Version-Release number of selected component (if applicable):
2016-02-16.1 puddle

How reproducible:
100%

Steps to Reproduce:
1. deploy overcloud with ssl (1 controller, 1 compute, passed -e ~/enable-tls.yaml -e ~/inject-trust-anchor.yaml templates)
2. ready another node
3. deploy overcloud again with --compute-scale 2 (same parameters as before)

Actual results:
Instances created are in ERROR state.
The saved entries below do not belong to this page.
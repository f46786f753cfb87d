//! Transport-facing vocabulary: QoS levels, outbound publish records and the
//! tagged inbound event union every [`PubSubTransport`] produces.
//!
//! [`PubSubTransport`]: crate::app::ports::PubSubTransport

use core::fmt;

use log::warn;

use crate::error::LinkError;

/// Longest topic name the engine stores (retry pool, topic table, events).
pub const MAX_TOPIC_LEN: usize = 64;

/// Fixed-capacity topic string.
pub type TopicString = heapless::String<MAX_TOPIC_LEN>;

/// Delivery guarantee requested for a publish or subscription.
#[derive(Debug, Clone, Copy, PartialEq, Eq, PartialOrd, Ord, Hash)]
#[repr(u8)]
pub enum QoS {
    AtMostOnce = 0,
    AtLeastOnce = 1,
    ExactlyOnce = 2,
}

impl QoS {
    pub fn from_u8(v: u8) -> Option<Self> {
        match v {
            0 => Some(Self::AtMostOnce),
            1 => Some(Self::AtLeastOnce),
            2 => Some(Self::ExactlyOnce),
            _ => None,
        }
    }

    /// Whether messages at this level must be tracked until acknowledged.
    pub fn is_tracked(self) -> bool {
        self != Self::AtMostOnce
    }
}

/// Why a connect attempt did not produce a session.
#[derive(Debug, Clone, Copy, PartialEq, Eq)]
pub enum ConnectError {
    /// Broker unreachable or refused with "server unavailable".
    ServerUnavailable,
    /// Broker refused the client credentials or identifier.
    Refused,
    /// No CONNACK arrived within the keep-alive window.
    Timeout,
    /// Local network stack failure.
    Network,
}

impl fmt::Display for ConnectError {
    fn fmt(&self, f: &mut fmt::Formatter<'_>) -> fmt::Result {
        match self {
            Self::ServerUnavailable => write!(f, "server unavailable"),
            Self::Refused => write!(f, "connection refused"),
            Self::Timeout => write!(f, "connect timed out"),
            Self::Network => write!(f, "network error"),
        }
    }
}

/// One PUBLISH as handed to the transport.
#[derive(Debug, Clone, Copy)]
pub struct OutboundPublish<'a> {
    pub topic: &'a str,
    pub payload: &'a [u8],
    pub qos: QoS,
    pub retain: bool,
    /// Set on retransmissions.
    pub dup: bool,
    /// Present exactly when `qos` is tracked.
    pub message_id: Option<u16>,
}

/// Everything a transport can report back to the engine.
#[derive(Debug, Clone, PartialEq, Eq)]
pub enum TransportEvent {
    /// The broker accepted the session (CONNACK ok).
    Connected,
    /// The connect attempt failed.
    ConnectFailed(ConnectError),
    /// The session ended.
    Disconnected,
    /// An application message arrived on a subscribed topic.
    Message {
        topic: TopicString,
        payload: Vec<u8>,
    },
    PubAck(u16),
    PubRec(u16),
    PubComp(u16),
    SubAck(u16),
    UnsubAck(u16),
    PingResp,
}

impl TransportEvent {
    /// Build a `Message` event, rejecting topics that do not fit.
    pub fn message(topic: &str, payload: &[u8]) -> Result<Self, LinkError> {
        let topic = TopicString::try_from(topic).map_err(|_| LinkError::TopicTooLong)?;
        Ok(Self::Message {
            topic,
            payload: payload.to_vec(),
        })
    }
}

/// Events a transport may hold for the engine before it starts dropping.
pub const EVENT_QUEUE_DEPTH: usize = 32;

/// Bounded inbox between a transport's receive context and
/// [`PubSubTransport::poll`](crate::app::ports::PubSubTransport::poll).
#[derive(Debug, Default)]
pub struct EventQueue {
    events: heapless::Deque<TransportEvent, EVENT_QUEUE_DEPTH>,
    dropped: u32,
}

impl EventQueue {
    pub fn new() -> Self {
        Self::default()
    }

    /// Queue `event`, dropping it with a warning when the queue is full.
    /// Returns whether it was queued.
    pub fn push(&mut self, event: TransportEvent) -> bool {
        match self.events.push_back(event) {
            Ok(()) => true,
            Err(event) => {
                self.dropped += 1;
                warn!("LINK: event queue full, dropped {:?}", EventKind(&event));
                false
            }
        }
    }

    pub fn pop(&mut self) -> Option<TransportEvent> {
        self.events.pop_front()
    }

    pub fn len(&self) -> usize {
        self.events.len()
    }

    pub fn is_empty(&self) -> bool {
        self.events.is_empty()
    }

    /// Events lost to a full queue since creation.
    pub fn dropped(&self) -> u32 {
        self.dropped
    }
}

/// Logs an event without its payload bytes.
struct EventKind<'a>(&'a TransportEvent);

impl fmt::Debug for EventKind<'_> {
    fn fmt(&self, f: &mut fmt::Formatter<'_>) -> fmt::Result {
        match self.0 {
            TransportEvent::Message { topic, payload } => {
                write!(f, "Message({}, {} bytes)", topic, payload.len())
            }
            other => write!(f, "{:?}", other),
        }
    }
}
Looking at the logs in /var/log/neutron/server.log there is this SSL error:
2016-02-18 12:19:26.848 26692 ERROR neutron.notifiers.nova [-] Failed to notify nova on events: [{'status': 'completed', 'tag': u'aece1d42-331b-429c-b74f-016d044619d3', 'name': 'network-vif-p
lugged', 'server_uuid': u'c45624af-493c-4ac7-ac3f-53f87d414223'}]
2016-02-18 12:24:27.685 26692 TRACE neutron.notifiers.nova SSLError: SSL exception connecting to https://172.16.23.110:13774/v2/27d8eeabff0a4e3b93a4e783d47719d1/os-server-external-events: [SSL: CERTIFICATE_VERIFY_FAILED] certificate verify failed (_ssl.c:765)
Neutron is unable to communicate with controller to signal the creation of the interface in the specified network.

Expected results:
Instance is created successfully


Additional info:
In the controller node, if I manually copy /etc/pki/tls/private/overcloud_endpoint.pem to /etc/pki/ca-trust/source/anchors/ and call update-ca-trust extract, certificate is added correctly to /etc/pki/tls/certs/ca-bundle.crt and neutron is able to connect to endpoint with SSL.
But all the other nodes lack the correct CA too.